Michael Biebl biebl at debian.org
Sun Jul 26 22:46:54 BST 2020


Am 26.07.20 um 23:12 schrieb Francesco Poli:
> On Sun, 26 Jul 2020 22:48:18 +0200 Michael Biebl wrote:
> 
>> Am 26.07.20 um 22:43 schrieb Francesco Poli:
>>> On Sun, 26 Jul 2020 22:22:55 +0200 Michael Biebl wrote:
>>>
>>> [...]
>>>> Afaics, the problem is, that your service does not properly handle the
>>>> case, when the network is not available.
>>>
>>> It does, that's the reason why the operation is attempted hourly.
>>
>> The bug report was about apt-listbugs throwing an error if network is
>> not available.
> 
> We can argue that the service should be more silent in case of network
> errors, or maybe it's OK that it throws an error.
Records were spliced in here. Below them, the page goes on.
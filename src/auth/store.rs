// Token persistence
// Durable key-value storage for the access/refresh token pair

use anyhow::{Context, Result};
use rusqlite::{Connection, OptionalExtension};
use std::path::Path;
use std::sync::{Mutex, RwLock};

use super::types::TokenPair;

pub const ACCESS_TOKEN_KEY: &str = "parko_access_token";
pub const REFRESH_TOKEN_KEY: &str = "parko_refresh_token";

/// Storage for the session's tokens
///
/// Tokens are opaque strings. Absence is the only "error": implementations
/// log storage failures and report the value as missing.
pub trait TokenStore: Send + Sync {
    fn access(&self) -> Option<String>;

    fn refresh(&self) -> Option<String>;

    /// Store a pair; a missing refresh token keeps the one already stored
    fn set(&self, pair: &TokenPair);

    fn clear(&self);

    /// Both tokens are present
    fn has_tokens(&self) -> bool {
        self.access().is_some() && self.refresh().is_some()
    }
}

/// Token store backed by an `auth_kv` table in a SQLite file
pub struct SqliteTokenStore {
    conn: Mutex<Connection>,
}

impl SqliteTokenStore {
    /// Open (or create) the token database at `path`
    pub fn open(path: &Path) -> Result<Self> {
        if let Some(parent) = path.parent() {
            if !parent.as_os_str().is_empty() {
                std::fs::create_dir_all(parent).with_context(|| {
                    format!("Failed to create token directory: {}", parent.display())
                })?;
            }
        }

        let conn = Connection::open(path)
            .with_context(|| format!("Failed to open SQLite database: {}", path.display()))?;
        Self::from_connection(conn)
    }

    /// Store that lives only as long as the process
    pub fn open_in_memory() -> Result<Self> {
        let conn = Connection::open_in_memory().context("Failed to open in-memory SQLite")?;
        Self::from_connection(conn)
    }

    fn from_connection(conn: Connection) -> Result<Self> {
        conn.execute(
            "CREATE TABLE IF NOT EXISTS auth_kv (key TEXT PRIMARY KEY, value TEXT NOT NULL)",
            [],
        )
        .context("Failed to create auth_kv table")?;

        Ok(Self {
            conn: Mutex::new(conn),
        })
    }

    fn read(&self, key: &str) -> Option<String> {
        let conn = self.conn.lock().unwrap_or_else(|e| e.into_inner());
        conn.query_row("SELECT value FROM auth_kv WHERE key = ?", [key], |row| {
            row.get::<_, String>(0)
        })
        .optional()
        .unwrap_or_else(|e| {
            tracing::error!(key = key, error = %e, "Failed to read token from SQLite");
            None
        })
    }

    fn write_pair(&self, pair: &TokenPair) -> rusqlite::Result<()> {
        let mut conn = self.conn.lock().unwrap_or_else(|e| e.into_inner());
        let tx = conn.transaction()?;
        tx.execute(
            "INSERT OR REPLACE INTO auth_kv (key, value) VALUES (?1, ?2)",
            [ACCESS_TOKEN_KEY, pair.access.as_str()],
        )?;
        if let Some(ref refresh) = pair.refresh {
            tx.execute(
                "INSERT OR REPLACE INTO auth_kv (key, value) VALUES (?1, ?2)",
                [REFRESH_TOKEN_KEY, refresh.as_str()],
            )?;
        }
        tx.commit()
    }

    fn delete_all(&self) -> rusqlite::Result<()> {
        let conn = self.conn.lock().unwrap_or_else(|e| e.into_inner());
        conn.execute(
            "DELETE FROM auth_kv WHERE key IN (?1, ?2)",
            [ACCESS_TOKEN_KEY, REFRESH_TOKEN_KEY],
        )?;
        Ok(())
    }
}

impl TokenStore for SqliteTokenStore {
    fn access(&self) -> Option<String> {
        self.read(ACCESS_TOKEN_KEY)
    }

    fn refresh(&self) -> Option<String> {
        self.read(REFRESH_TOKEN_KEY)
    }

    fn set(&self, pair: &TokenPair) {
        if let Err(e) = self.write_pair(pair) {
            tracing::error!(error = %e, "Failed to persist tokens to SQLite");
        }
    }

    fn clear(&self) {
        if let Err(e) = self.delete_all() {
            tracing::error!(error = %e, "Failed to clear tokens from SQLite");
        }
    }
}

#[derive(Default)]
struct StoredTokens {
    access: Option<String>,
    refresh: Option<String>,
}

/// Process-local token store
#[derive(Default)]
pub struct MemoryTokenStore {
    tokens: RwLock<StoredTokens>,
}

impl MemoryTokenStore {
    pub fn new() -> Self {
        Self::default()
    }

    pub fn with_tokens(pair: &TokenPair) -> Self {
        let store = Self::new();
        store.set(pair);
        store
    }
}

impl TokenStore for MemoryTokenStore {
    fn access(&self) -> Option<String> {
        let tokens = self.tokens.read().unwrap_or_else(|e| e.into_inner());
        tokens.access.clone()
    }

    fn refresh(&self) -> Option<String> {
        let tokens = self.tokens.read().unwrap_or_else(|e| e.into_inner());
        tokens.refresh.clone()
    }

    fn set(&self, pair: &TokenPair) {
        let mut tokens = self.tokens.write().unwrap_or_else(|e| e.into_inner());
        tokens.access = Some(pair.access.clone());
        if let Some(ref refresh) = pair.refresh {
            tokens.refresh = Some(refresh.clone());
        }
    }

    fn clear(&self) {
        let mut tokens = self.tokens.write().unwrap_or_else(|e| e.into_inner());
        *tokens = StoredTokens::default();
    }
}
// Fuel log endpoints

use serde::Serialize;

use crate::error::Result;
use crate::http_client::ApiClient;
use crate::models::{Fuel, FuelCreate, Id, Page};

const FUEL_PATH: &str = "fuel/";

#[derive(Debug, Clone, Default, Serialize)]
pub struct ListFuelParams {
    #[serde(skip_serializing_if = "Option::is_none")]
    pub page: Option<u32>,
    #[serde(skip_serializing_if = "Option::is_none")]
    pub car: Option<Id>,
    #[serde(skip_serializing_if = "Option::is_none")]
    pub year: Option<i32>,
    #[serde(skip_serializing_if = "Option::is_none")]
    pub month: Option<u32>,
    #[serde(skip_serializing_if = "Option::is_none")]
    pub ordering: Option<String>,
}

pub async fn list(client: &ApiClient, params: &ListFuelParams) -> Result<Page<Fuel>> {
    client.get_with_query(FUEL_PATH, params).await
}

pub async fn create(client: &ApiClient, payload: &FuelCreate) -> Result<Fuel> {
    client.post(FUEL_PATH, payload).await
}
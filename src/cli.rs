// Terminal front end
// Wires the session layer together once and dispatches a single command

use anyhow::{Context, Result};
use dialoguer::{Input, Password};
use serde::Serialize;
use std::sync::Arc;

use crate::api;
use crate::auth::permissions::{self, RouteDecision};
use crate::auth::{
    LoginRequest, MemoryTokenStore, RefreshCoordinator, SessionHandle, SqliteTokenStore,
    TokenStore,
};
use crate::config::{Command, Config, TokenStorage};
use crate::error::ApiError;
use crate::http_client::ApiClient;
use crate::models::{MeUpdate, User};

/// Build the client stack described by `config`
pub fn build_session(config: &Config) -> Result<SessionHandle> {
    let tokens: Arc<dyn TokenStore> = match config.token_storage {
        TokenStorage::Sqlite(ref path) => {
            tracing::debug!("Using token database: {}", path.display());
            Arc::new(SqliteTokenStore::open(path)?)
        }
        TokenStorage::Memory => Arc::new(MemoryTokenStore::new()),
    };

    let api = ApiClient::new(
        &config.api_base_url,
        tokens,
        Arc::new(RefreshCoordinator::new()),
        config.http_connect_timeout,
        config.http_request_timeout,
    )?;

    Ok(SessionHandle::new(Arc::new(api)))
}

/// Run one command against the API
pub async fn run(session: &SessionHandle, command: Command) -> Result<()> {
    if command.requires_session() {
        session.bootstrap().await;
        if permissions::route_guard(&session.session()) != RouteDecision::Render {
            anyhow::bail!("Not logged in. Run `parko login` first.");
        }
    }

    let api = session.api().as_ref();

    match command {
        Command::Login { username, password } => {
            let credentials = prompt_credentials(username, password)?;
            let user = session
                .login(&credentials)
                .await
                .context("Login failed")?;
            println!("Logged in as {} ({})", user.display_name(), user.role);
        }
        Command::Logout => {
            session.logout().await;
            println!("Logged out");
        }
        Command::Whoami => {
            let user = current_user(session)?;
            print_user(&user);
        }
        Command::Refresh => {
            session.refresh().await.context("Token refresh failed")?;
            println!("Tokens refreshed");
        }
        Command::SetLanguage { language } => {
            let update = MeUpdate {
                language: Some(language),
                ..Default::default()
            };
            let user = session
                .update_profile(&update)
                .await
                .map_err(explain)?;
            println!("Language set to {}", user.language);
        }
        Command::Cars(args) => match args.id {
            Some(id) => print_json(&api::cars::get(api, id).await.map_err(explain)?)?,
            None => {
                let params = api::cars::ListCarsParams {
                    page: args.page,
                    search: args.search,
                    status: args.status,
                    brand: args.brand,
                    ..Default::default()
                };
                print_json(&api::cars::list(api, &params).await.map_err(explain)?)?;
            }
        },
        Command::Fuel(args) => {
            let params = api::fuel::ListFuelParams {
                page: args.page,
                car: args.car,
                year: args.year,
                month: args.month,
                ..Default::default()
            };
            print_json(&api::fuel::list(api, &params).await.map_err(explain)?)?;
        }
        Command::Insurances(args) => {
            let params = api::insurances::ListInsurancesParams {
                page: args.page,
                car: args.car,
                search: args.search,
                ..Default::default()
            };
            print_json(&api::insurances::list(api, &params).await.map_err(explain)?)?;
        }
        Command::Inspections(args) => {
            let params = api::inspections::ListInspectionsParams {
                page: args.page,
                car: args.car,
                search: args.search,
                ..Default::default()
            };
            print_json(&api::inspections::list(api, &params).await.map_err(explain)?)?;
        }
        Command::Users { page } => {
            let params = api::users::ListUsersParams { page };
            print_json(&api::users::list(api, &params).await.map_err(explain)?)?;
        }
        Command::Report(args) => {
            if !permissions::can_view_reports(session.user().as_ref()) {
                anyhow::bail!("Your role cannot view cost reports");
            }
            let params = api::reports::MaintenanceCostsParams {
                from: args.from,
                to: args.to,
                car: args.car,
            };
            let report = api::reports::maintenance_costs(api, &params)
                .await
                .map_err(explain)?;
            print_json(&report)?;
        }
    }

    Ok(())
}

fn current_user(session: &SessionHandle) -> Result<User> {
    session.user().context("No user in session")
}

fn prompt_credentials(username: Option<String>, password: Option<String>) -> Result<LoginRequest> {
    let username = match username {
        Some(username) => username,
        None => Input::new()
            .with_prompt("Username")
            .interact_text()
            .context("Failed to read username")?,
    };

    let password = match password {
        Some(password) => password,
        None => Password::new()
            .with_prompt("Password")
            .interact()
            .context("Failed to read password")?,
    };

    if username.trim().is_empty() || password.is_empty() {
        anyhow::bail!("Username and password cannot be empty");
    }

    Ok(LoginRequest::new(username.trim(), password))
}

/// Turn API errors into messages a terminal user can act on
fn explain(err: ApiError) -> anyhow::Error {
    if err.is_forbidden() {
        anyhow::anyhow!("Not allowed for your role ({})", err)
    } else if err.is_unauthorized() {
        anyhow::anyhow!("Session expired. Run `parko login` again.")
    } else {
        anyhow::Error::new(err)
    }
}

fn print_user(user: &User) {
    println!("  User:      {} ({})", user.display_name(), user.username);
    println!("  Role:      {}", user.role);
    println!("  Language:  {}", user.language);
    if let Some(ref company) = user.company_name {
        println!("  Company:   {}", company);
    }
    println!(
        "  Can edit cars: {}, users: {}, view reports: {}",
        yes_no(permissions::can_edit_cars(Some(user))),
        yes_no(permissions::can_edit_users(Some(user))),
        yes_no(permissions::can_view_reports(Some(user)))
    );
}

fn yes_no(value: bool) -> &'static str {
    if value {
        "yes"
    } else {
        "no"
    }
}

fn print_json<T: Serialize>(value: &T) -> Result<()> {
    let rendered = serde_json::to_string_pretty(value).context("Failed to render output")?;
    println!("{}", rendered);
    Ok(())
}
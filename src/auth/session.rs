// Application-wide session state
//
// One `SessionHandle` is built at startup and passed to whatever needs the
// current user. Every failed authentication path ends in `Unauthenticated`
// with the stored tokens cleared.

use std::sync::Arc;
use tokio::sync::watch;

use super::store::TokenStore;
use super::types::LoginRequest;
use crate::api;
use crate::error::{ApiError, Result};
use crate::http_client::ApiClient;
use crate::models::{MeUpdate, User};

#[derive(Debug, Clone, Copy, PartialEq, Eq)]
pub enum SessionStatus {
    /// Bootstrap has not run yet
    Uninitialized,
    Bootstrapping,
    Authenticated,
    Unauthenticated,
}

/// Snapshot of the session (`{user, isLoading}`)
#[derive(Debug, Clone, PartialEq)]
pub struct Session {
    pub status: SessionStatus,
    pub user: Option<User>,
}

impl Session {
    pub fn uninitialized() -> Self {
        Self {
            status: SessionStatus::Uninitialized,
            user: None,
        }
    }

    pub fn unauthenticated() -> Self {
        Self {
            status: SessionStatus::Unauthenticated,
            user: None,
        }
    }

    pub fn authenticated(user: User) -> Self {
        Self {
            status: SessionStatus::Authenticated,
            user: Some(user),
        }
    }

    pub fn is_loading(&self) -> bool {
        matches!(
            self.status,
            SessionStatus::Uninitialized | SessionStatus::Bootstrapping
        )
    }

    pub fn is_authenticated(&self) -> bool {
        self.status == SessionStatus::Authenticated && self.user.is_some()
    }
}

struct SessionInner {
    api: Arc<ApiClient>,
    state: watch::Sender<Session>,
}

/// Shared handle to the session provider
#[derive(Clone)]
pub struct SessionHandle {
    inner: Arc<SessionInner>,
}

impl SessionHandle {
    pub fn new(api: Arc<ApiClient>) -> Self {
        let (state, _) = watch::channel(Session::uninitialized());
        Self {
            inner: Arc::new(SessionInner { api, state }),
        }
    }

    pub fn api(&self) -> &Arc<ApiClient> {
        &self.inner.api
    }

    /// Current snapshot
    pub fn session(&self) -> Session {
        self.inner.state.borrow().clone()
    }

    pub fn user(&self) -> Option<User> {
        self.inner.state.borrow().user.clone()
    }

    pub fn is_loading(&self) -> bool {
        self.inner.state.borrow().is_loading()
    }

    /// Receiver notified on every session change
    pub fn subscribe(&self) -> watch::Receiver<Session> {
        self.inner.state.subscribe()
    }

    /// Restore the session from stored tokens; runs once at startup
    pub async fn bootstrap(&self) -> Session {
        if !self.tokens().has_tokens() {
            tracing::debug!("No stored tokens; starting unauthenticated");
            self.publish(Session::unauthenticated());
            return self.session();
        }

        self.publish(Session {
            status: SessionStatus::Bootstrapping,
            user: None,
        });

        match api::auth::me(self.api()).await {
            Ok(user) => {
                tracing::info!(username = %user.username, "Session restored");
                self.publish(Session::authenticated(user));
            }
            Err(e) => {
                tracing::warn!(error = %e, "Failed to restore session");
                self.reset();
            }
        }
        self.session()
    }

    /// Log in with username and password
    pub async fn login(&self, credentials: &LoginRequest) -> Result<User> {
        let data = match api::auth::login(self.api(), credentials).await {
            Ok(data) => data,
            Err(e) => {
                tracing::warn!(username = %credentials.username, error = %e, "Login failed");
                self.reset();
                return Err(e);
            }
        };
        self.tokens().set(&data.tokens());

        // The embedded user is good enough if the profile call fails
        let user = match api::auth::me(self.api()).await {
            Ok(user) => user,
            Err(e) => {
                tracing::warn!(error = %e, "Profile fetch after login failed; using login payload");
                data.user
            }
        };

        tracing::info!(username = %user.username, role = %user.role, "Logged in");
        self.publish(Session::authenticated(user.clone()));
        Ok(user)
    }

    /// Log out. Local cleanup always happens, whatever the server says.
    pub async fn logout(&self) {
        let _cleanup = ResetOnDrop(self);

        if let Some(refresh) = self.tokens().refresh() {
            if let Err(e) = api::auth::logout(self.api(), &refresh).await {
                tracing::warn!(error = %e, "Logout request failed; clearing local session anyway");
            }
        }
        tracing::info!("Logged out");
    }

    /// Explicitly refresh the token pair (separate from the automatic 401 path)
    pub async fn refresh(&self) -> Result<()> {
        let Some(refresh) = self.tokens().refresh() else {
            self.reset();
            return Err(ApiError::Auth("No refresh token stored".to_string()));
        };

        let pair = match self.api().refresh_tokens(&refresh).await {
            Ok(pair) => pair,
            Err(e) => {
                tracing::warn!(error = %e, "Manual token refresh failed");
                self.reset();
                return Err(e);
            }
        };
        self.tokens().set(&pair);

        let has_user = self.inner.state.borrow().user.is_some();
        if has_user {
            match api::auth::me(self.api()).await {
                Ok(user) => self.publish(Session::authenticated(user)),
                Err(e) => {
                    tracing::warn!(error = %e, "Profile fetch after refresh failed");
                    self.reset();
                    return Err(e);
                }
            }
        }
        Ok(())
    }

    /// Replace the current user without a round trip
    pub fn set_user(&self, user: Option<User>) {
        match user {
            Some(user) => self.publish(Session::authenticated(user)),
            None => self.publish(Session::unauthenticated()),
        }
    }

    /// Update the current user's profile and keep the session in sync
    pub async fn update_profile(&self, update: &MeUpdate) -> Result<User> {
        let user = api::auth::update_me(self.api(), update).await?;
        self.set_user(Some(user.clone()));
        Ok(user)
    }

    fn tokens(&self) -> &Arc<dyn TokenStore> {
        self.inner.api.tokens()
    }

    fn publish(&self, session: Session) {
        self.inner.state.send_replace(session);
    }

    /// Drop to the unauthenticated state and forget the tokens
    fn reset(&self) {
        self.tokens().clear();
        self.publish(Session::unauthenticated());
    }
}

/// Runs the logout cleanup even if the logout future is dropped mid-request
struct ResetOnDrop<'a>(&'a SessionHandle);

impl Drop for ResetOnDrop<'_> {
    fn drop(&mut self) {
        self.0.reset();
    }
}

#[cfg(test)]
mod tests {
    use super::*;
    use crate::auth::{MemoryTokenStore, RefreshCoordinator, TokenPair};
    use crate::models::{Language, UserRole};

    fn handle_with(tokens: Arc<dyn TokenStore>) -> SessionHandle {
        // Port 9 (discard) is never listening; any network call fails fast
        let api = ApiClient::new(
            "http://127.0.0.1:9/api/v1/",
            tokens,
            Arc::new(RefreshCoordinator::new()),
            2,
            2,
        )
        .unwrap();
        SessionHandle::new(Arc::new(api))
    }

    fn sample_user() -> User {
        User {
            id: 1,
            username: "admin".into(),
            first_name: String::new(),
            last_name: String::new(),
            email: String::new(),
            role: UserRole::CompanyAdmin,
            region: "unknown".into(),
            language: Language::Ru,
            company: Some(1),
            company_name: None,
            is_active: true,
        }
    }

    #[test]
    fn test_initial_state_is_loading() {
        let handle = handle_with(Arc::new(MemoryTokenStore::new()));
        let session = handle.session();
        assert_eq!(session.status, SessionStatus::Uninitialized);
        assert!(session.is_loading());
        assert!(session.user.is_none());
    }

    #[tokio::test]
    async fn test_bootstrap_without_tokens() {
        let handle = handle_with(Arc::new(MemoryTokenStore::new()));
        let session = handle.bootstrap().await;
        assert_eq!(session, Session::unauthenticated());
        assert!(!session.is_loading());
    }

    #[tokio::test]
    async fn test_bootstrap_failure_clears_tokens() {
        let tokens: Arc<dyn TokenStore> =
            Arc::new(MemoryTokenStore::with_tokens(&TokenPair::new("a", "r")));
        let handle = handle_with(tokens.clone());

        let session = handle.bootstrap().await;
        assert_eq!(session.status, SessionStatus::Unauthenticated);
        assert!(!tokens.has_tokens());
    }

    #[tokio::test]
    async fn test_logout_clears_even_when_server_unreachable() {
        let tokens: Arc<dyn TokenStore> =
            Arc::new(MemoryTokenStore::with_tokens(&TokenPair::new("a", "r")));
        let handle = handle_with(tokens.clone());
        handle.set_user(Some(sample_user()));

        handle.logout().await;

        assert_eq!(tokens.access(), None);
        assert_eq!(tokens.refresh(), None);
        assert_eq!(handle.session(), Session::unauthenticated());
    }

    #[tokio::test]
    async fn test_refresh_without_refresh_token() {
        let tokens: Arc<dyn TokenStore> = Arc::new(MemoryTokenStore::new());
        tokens.set(&TokenPair {
            access: "only-access".into(),
            refresh: None,
        });
        let handle = handle_with(tokens.clone());

        let err = handle.refresh().await.unwrap_err();
        assert!(matches!(err, ApiError::Auth(_)));
        assert_eq!(tokens.access(), None);
        assert_eq!(handle.session().status, SessionStatus::Unauthenticated);
    }

    #[tokio::test]
    async fn test_set_user_and_subscribe() {
        let handle = handle_with(Arc::new(MemoryTokenStore::new()));
        let mut updates = handle.subscribe();

        handle.set_user(Some(sample_user()));
        updates.changed().await.unwrap();
        assert!(updates.borrow().is_authenticated());
        assert_eq!(handle.user().map(|u| u.id), Some(1));

        handle.set_user(None);
        updates.changed().await.unwrap();
        assert_eq!(*updates.borrow(), Session::unauthenticated());
    }
}
// Parko client - Library root
// Authenticated session layer for the fleet-management API

pub mod api;
pub mod auth;
pub mod cli;
pub mod config;
pub mod error;
pub mod http_client;
pub mod models;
> But that's not the point.
> 
> The point is that the timer triggers during wake-up, while it should
> behave as it does during a boot (wait for at least 5 min and then
> trigger hourly, with a random delay).
> 
>>
>>>> Even if systemd would delay timer events after a resume: How long should
>>>> it wait? 30s, 1min? How would that robustly solve your problem? How
>>>> would that guarantee that after 1min network is available?
>>>
>>> It should wait at least 5 min (as specified in OnActiveSec=5min),
>>
>> That is not what OnActiveSec=5min means
> 
> Then I think the systemd.timer(5) man page should be clarified.
> It states:
> 
>            │OnActiveSec=       │ Defines a timer relative   │
>            │                   │ to the moment the timer    │
>            │                   │ unit itself is activated.  │
> 
> I thought this meant that an OnActiveSec=5min timer triggers 5 min
> after being activated.
> And the timer is either inactive during sleep (then it's activated
> again during wake-up and it should wait 5 min before triggering) or
> considered as active during sleep (but then the OnActiveSec should have
> already happened 5 min after boot and should not happen again during
> wake-up).

The timer is activated during boot and then stays active (unless you
stop it with systemctl stop foo.timer).
You can query the state with systemctl status.
A system sleep does not deactivate a timer.